The Stuart Boleyn girl – Queen Henrietta Maria and the Countess of Carlisle
by Leanda de Lisle
In June 1626, a year after Henrietta Maria’s arrival in England as Charles’s bride, he decided it was time to exchange her French servants for English ones. This was usual practice and many English families, anxious to see their relatives in the queen’s household, had been busy ensuring their daughters had been practicing their French. Charles’s favorite and leading minister, the Duke of Buckingham, had, however, persuaded Charles that his friends and relations should predominate. Their names included that of the woman Buckingham was said to have lined up to be Charles’s mistress: the twenty-six-year-old Lucy Hay, Countess of Carlisle. If so, this posed a formidable threat to the sixteen-year-old queen.
Like that other royal mistress, Anne Boleyn, from whose sister she was descended, Lucy Carlisle’s ‘ bright…conquering eyes’ held many men in their power. The poet John Suckling confessed to voyeuristic fantasies, describing how watching her walking in Hampton Court’s gardens ‘I was undoing all she wore/ And had she walked but one turn more/Eve in her first state had not been/ More naked or more plainly seen’. Yet Lucy was more than merely the ‘killing beauty’ of the age. Powerful men stood ‘in awe of her wit’ and some were even a little afraid of her cruel put-downs. One victim described her as ‘the most charming of all things that are not good, and the most delightful poison ever nature produced’.
As for her relationship to Buckingham – she was said to be his lover.
Henrietta Maria’s warned Charles ‘she would never have confidence’ in any of Buckingham’s choices and had ‘a great aversion’ for Lucy Carlisle in particular. Over the following weeks, her French servants helped block the new English members of her household from attending on her.

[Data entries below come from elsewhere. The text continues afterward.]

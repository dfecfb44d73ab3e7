//! Shared test helpers for `courier-core` integration tests.
//!
//! Fakes for the transport and session ports so pipeline tests can script
//! server behaviour without sockets.

#![allow(dead_code)]

use std::sync::atomic::{AtomicUsize, Ordering};
use std::sync::Arc;
use std::time::Duration;

use async_trait::async_trait;
use courier_core::{HttpPipeline, SessionAccessor, Transport};
use courier_domain::{
    ApiResponse, PipelineConfig, RefreshedTokens, RequestDescriptor, Result as DomainResult,
    SessionSnapshot, TokenState,
};
use parking_lot::Mutex;
use serde_json::json;

type Responder = dyn Fn(&RequestDescriptor) -> DomainResult<ApiResponse> + Send + Sync;

/// Transport whose responses are produced by a closure.
///
/// Every call is recorded (with the headers the pipeline injected) before the
/// simulated network delay, so counts include calls still in progress.
pub struct ScriptedTransport {
    responder: Box<Responder>,
    log: Mutex<Vec<RequestDescriptor>>,
    delay: Duration,
}

impl ScriptedTransport {
    pub fn new<F>(responder: F) -> Self
    where
        F: Fn(&RequestDescriptor) -> ApiResponse + Send + Sync + 'static,
    {
        Self::fallible(move |request| Ok(responder(request)))
    }

    pub fn fallible<F>(responder: F) -> Self
    where
        F: Fn(&RequestDescriptor) -> DomainResult<ApiResponse> + Send + Sync + 'static,
    {
        Self {
            responder: Box::new(responder),
            log: Mutex::new(Vec::new()),
            delay: Duration::from_millis(20),
        }
    }

    pub fn with_delay(mut self, delay: Duration) -> Self {
        self.delay = delay;
        self
    }

    pub fn requests(&self) -> Vec<RequestDescriptor> {
        self.log.lock().clone()
    }

    pub fn calls_to(&self, url: &str) -> usize {
        self.log.lock().iter().filter(|request| request.url == url).count()
    }

    pub fn total_calls(&self) -> usize {
        self.log.lock().len()
    }

    /// Authorization headers sent to `url`, in dispatch order
    pub fn bearers_for(&self, url: &str) -> Vec<Option<String>> {
        self.log
            .lock()
            .iter()
            .filter(|request| request.url == url)
            .map(|request| request.header_value("Authorization").map(str::to_string))
            .collect()
    }
}

#[async_trait]
impl Transport for ScriptedTransport {
    async fn send(&self, request: &RequestDescriptor) -> DomainResult<ApiResponse> {
        self.log.lock().push(request.clone());
        tokio::time::sleep(self.delay).await;
        (self.responder)(request)
    }
}

/// Session fake that counts writes and logouts.
#[derive(Default)]
pub struct FakeSession {
    snapshot: Mutex<SessionSnapshot>,
    stores: AtomicUsize,
    logouts: AtomicUsize,
}

impl FakeSession {
    pub fn new(tokens: TokenState) -> Self {
        let session = Self::default();
        session.snapshot.lock().tokens = tokens;
        session
    }

    /// Session holding access token `old` and refresh token `r1`
    pub fn signed_in() -> Self {
        Self::new(TokenState::new("old").with_refresh_token("r1").with_tenant("acme"))
    }

    /// Replace the access token out of band, as another tab or task would
    pub fn set_access_token(&self, token: &str) {
        self.snapshot.lock().tokens.access_token = Some(token.to_string());
    }

    pub fn tokens(&self) -> TokenState {
        self.snapshot.lock().tokens.clone()
    }

    pub fn stores(&self) -> usize {
        self.stores.load(Ordering::SeqCst)
    }

    pub fn logouts(&self) -> usize {
        self.logouts.load(Ordering::SeqCst)
    }
}

#[async_trait]
impl SessionAccessor for FakeSession {
    async fn state(&self) -> SessionSnapshot {
        self.snapshot.lock().clone()
    }

    async fn store_tokens(&self, tokens: RefreshedTokens) {
        self.stores.fetch_add(1, Ordering::SeqCst);
        self.snapshot.lock().tokens.apply(&tokens);
    }

    async fn logout(&self) {
        self.logouts.fetch_add(1, Ordering::SeqCst);
        self.snapshot.lock().tokens = TokenState::default();
    }
}

pub const REFRESH_PATH: &str = "/auth/refresh";

/// Server accepting only `Bearer <valid>`; the refresh endpoint rotates
/// `valid` to `new`.
pub fn token_gated_server(valid: Arc<Mutex<String>>) -> ScriptedTransport {
    ScriptedTransport::new(move |request| {
        if request.url == REFRESH_PATH {
            *valid.lock() = "new".to_string();
            return ApiResponse::json_value(
                200,
                &json!({ "accessToken": "new", "refreshToken": "r2" }),
            );
        }

        let expected = format!("Bearer {}", valid.lock());
        if request.header_value("Authorization") == Some(expected.as_str()) {
            ApiResponse::json_value(200, &json!({ "success": true, "url": request.url }))
        } else {
            ApiResponse::json_value(401, &json!({ "message": "token expired" }))
        }
    })
}

pub fn pipeline_with(
    config: PipelineConfig,
    transport: Arc<ScriptedTransport>,
    session: Arc<FakeSession>,
) -> HttpPipeline {
    HttpPipeline::builder()
        .config(config)
        .transport(transport)
        .session(session)
        .build()
        .expect("pipeline builds")
}

pub fn pipeline(transport: Arc<ScriptedTransport>, session: Arc<FakeSession>) -> HttpPipeline {
    pipeline_with(PipelineConfig::new("https://api.example.com"), transport, session)
}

In August Charles lost patience. Buckingham was told to ‘send all the French’ back across the channel, ‘like so many wild beasts’. Henrietta Maria was allowed to keep several favoured priests, which meant her religious rights would be upheld. But the ill-tempered manner in which she had lost servants whom she considered ‘family’, had left her distraught. Charles’s ‘wild beasts’ had included a Mme St George, who had been like a surrogate mother to her since she was in the nursery.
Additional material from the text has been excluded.